Dataset entries:
"""

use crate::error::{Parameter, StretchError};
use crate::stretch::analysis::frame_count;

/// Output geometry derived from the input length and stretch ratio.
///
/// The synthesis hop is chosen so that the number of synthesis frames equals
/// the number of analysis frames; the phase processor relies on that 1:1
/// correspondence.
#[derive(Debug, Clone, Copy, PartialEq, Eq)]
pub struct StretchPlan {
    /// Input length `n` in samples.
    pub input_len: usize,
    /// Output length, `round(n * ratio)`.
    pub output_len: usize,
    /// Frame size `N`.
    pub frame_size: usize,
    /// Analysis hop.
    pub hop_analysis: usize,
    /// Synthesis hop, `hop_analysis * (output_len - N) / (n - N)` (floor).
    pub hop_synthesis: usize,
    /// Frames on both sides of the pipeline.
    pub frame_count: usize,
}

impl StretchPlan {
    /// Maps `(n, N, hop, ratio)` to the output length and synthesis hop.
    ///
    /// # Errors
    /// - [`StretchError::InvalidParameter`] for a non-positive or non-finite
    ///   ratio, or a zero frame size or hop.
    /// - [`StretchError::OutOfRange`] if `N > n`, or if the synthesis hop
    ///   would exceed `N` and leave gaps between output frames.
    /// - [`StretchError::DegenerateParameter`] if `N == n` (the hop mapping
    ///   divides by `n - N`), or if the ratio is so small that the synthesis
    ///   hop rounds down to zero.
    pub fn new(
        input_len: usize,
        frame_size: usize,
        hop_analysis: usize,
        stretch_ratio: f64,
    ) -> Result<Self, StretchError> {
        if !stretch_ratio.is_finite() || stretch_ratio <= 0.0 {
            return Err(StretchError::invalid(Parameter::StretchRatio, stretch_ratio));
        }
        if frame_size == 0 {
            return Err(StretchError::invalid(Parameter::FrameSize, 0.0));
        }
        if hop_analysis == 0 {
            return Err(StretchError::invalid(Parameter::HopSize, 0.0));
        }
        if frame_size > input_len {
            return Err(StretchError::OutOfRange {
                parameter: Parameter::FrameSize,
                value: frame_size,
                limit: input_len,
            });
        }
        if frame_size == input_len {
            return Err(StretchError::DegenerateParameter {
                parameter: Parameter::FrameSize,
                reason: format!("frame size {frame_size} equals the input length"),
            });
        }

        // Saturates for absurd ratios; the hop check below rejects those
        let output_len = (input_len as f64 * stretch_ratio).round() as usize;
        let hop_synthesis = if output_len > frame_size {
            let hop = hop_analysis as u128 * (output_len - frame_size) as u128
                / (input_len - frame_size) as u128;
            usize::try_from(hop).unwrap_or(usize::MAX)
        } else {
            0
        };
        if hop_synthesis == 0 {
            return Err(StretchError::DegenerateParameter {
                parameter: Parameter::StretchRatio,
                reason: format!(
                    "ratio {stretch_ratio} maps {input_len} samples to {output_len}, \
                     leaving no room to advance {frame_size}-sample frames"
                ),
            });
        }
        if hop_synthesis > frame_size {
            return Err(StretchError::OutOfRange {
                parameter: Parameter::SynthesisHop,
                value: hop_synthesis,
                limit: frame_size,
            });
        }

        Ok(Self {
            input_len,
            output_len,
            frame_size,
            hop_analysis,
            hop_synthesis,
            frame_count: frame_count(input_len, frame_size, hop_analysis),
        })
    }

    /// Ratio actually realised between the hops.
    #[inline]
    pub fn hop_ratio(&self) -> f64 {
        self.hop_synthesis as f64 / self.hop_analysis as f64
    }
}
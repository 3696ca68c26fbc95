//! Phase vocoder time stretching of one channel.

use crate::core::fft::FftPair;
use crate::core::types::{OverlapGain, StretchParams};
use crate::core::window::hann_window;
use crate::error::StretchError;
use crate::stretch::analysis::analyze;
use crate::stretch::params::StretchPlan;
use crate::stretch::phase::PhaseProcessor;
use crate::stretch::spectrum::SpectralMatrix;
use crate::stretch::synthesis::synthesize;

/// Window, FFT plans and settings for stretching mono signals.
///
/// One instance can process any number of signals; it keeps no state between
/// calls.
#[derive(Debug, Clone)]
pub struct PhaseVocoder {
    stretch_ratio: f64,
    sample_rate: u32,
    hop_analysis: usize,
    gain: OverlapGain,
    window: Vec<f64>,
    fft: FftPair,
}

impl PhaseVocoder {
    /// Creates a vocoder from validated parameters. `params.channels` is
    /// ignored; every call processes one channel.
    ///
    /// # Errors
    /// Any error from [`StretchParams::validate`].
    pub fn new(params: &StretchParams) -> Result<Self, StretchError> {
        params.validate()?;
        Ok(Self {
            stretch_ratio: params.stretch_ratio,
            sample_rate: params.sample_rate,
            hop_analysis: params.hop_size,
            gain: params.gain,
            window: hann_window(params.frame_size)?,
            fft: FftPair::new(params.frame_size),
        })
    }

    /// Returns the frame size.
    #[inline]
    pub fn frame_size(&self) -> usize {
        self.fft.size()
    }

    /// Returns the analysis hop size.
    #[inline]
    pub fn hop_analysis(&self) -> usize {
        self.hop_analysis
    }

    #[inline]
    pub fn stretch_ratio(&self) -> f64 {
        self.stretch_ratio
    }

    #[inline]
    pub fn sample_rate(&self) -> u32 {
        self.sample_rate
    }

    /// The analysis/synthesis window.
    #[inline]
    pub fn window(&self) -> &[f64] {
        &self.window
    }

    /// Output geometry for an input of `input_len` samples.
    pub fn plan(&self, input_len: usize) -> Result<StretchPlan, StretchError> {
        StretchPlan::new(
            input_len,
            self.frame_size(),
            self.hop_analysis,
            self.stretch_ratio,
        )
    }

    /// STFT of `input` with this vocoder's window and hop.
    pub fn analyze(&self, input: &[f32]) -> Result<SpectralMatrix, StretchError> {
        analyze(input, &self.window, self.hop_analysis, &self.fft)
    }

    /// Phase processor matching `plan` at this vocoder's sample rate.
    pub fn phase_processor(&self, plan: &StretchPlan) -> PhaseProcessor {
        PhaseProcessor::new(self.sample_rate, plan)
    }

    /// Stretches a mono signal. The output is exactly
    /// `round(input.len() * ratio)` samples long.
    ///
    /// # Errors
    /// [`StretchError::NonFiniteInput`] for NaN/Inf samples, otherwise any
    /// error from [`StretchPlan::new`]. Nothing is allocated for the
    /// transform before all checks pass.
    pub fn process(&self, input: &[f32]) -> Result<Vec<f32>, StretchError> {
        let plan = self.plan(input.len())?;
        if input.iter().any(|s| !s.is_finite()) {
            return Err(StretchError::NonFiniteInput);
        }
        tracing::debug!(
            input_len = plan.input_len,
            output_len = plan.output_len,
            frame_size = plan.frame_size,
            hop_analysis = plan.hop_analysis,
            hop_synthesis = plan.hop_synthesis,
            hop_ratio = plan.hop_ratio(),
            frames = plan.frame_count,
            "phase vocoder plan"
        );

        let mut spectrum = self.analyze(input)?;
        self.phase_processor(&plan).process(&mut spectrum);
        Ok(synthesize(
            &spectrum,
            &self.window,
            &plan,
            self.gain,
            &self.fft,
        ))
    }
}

"""

Once you find the line with "non-positive or non-finite" above, print it and every line after it up to and including the line with "(the hop mapping", exactly as written and nothing else.

**SOLUTION TO THIS PROBLEM:**
    /// - [`StretchError::InvalidParameter`] for a non-positive or non-finite
    ///   ratio, or a zero frame size or hop.
    /// - [`StretchError::OutOfRange`] if `N > n`, or if the synthesis hop
    ///   would exceed `N` and leave gaps between output frames.
    /// - [`StretchError::DegenerateParameter`] if `N == n` (the hop mapping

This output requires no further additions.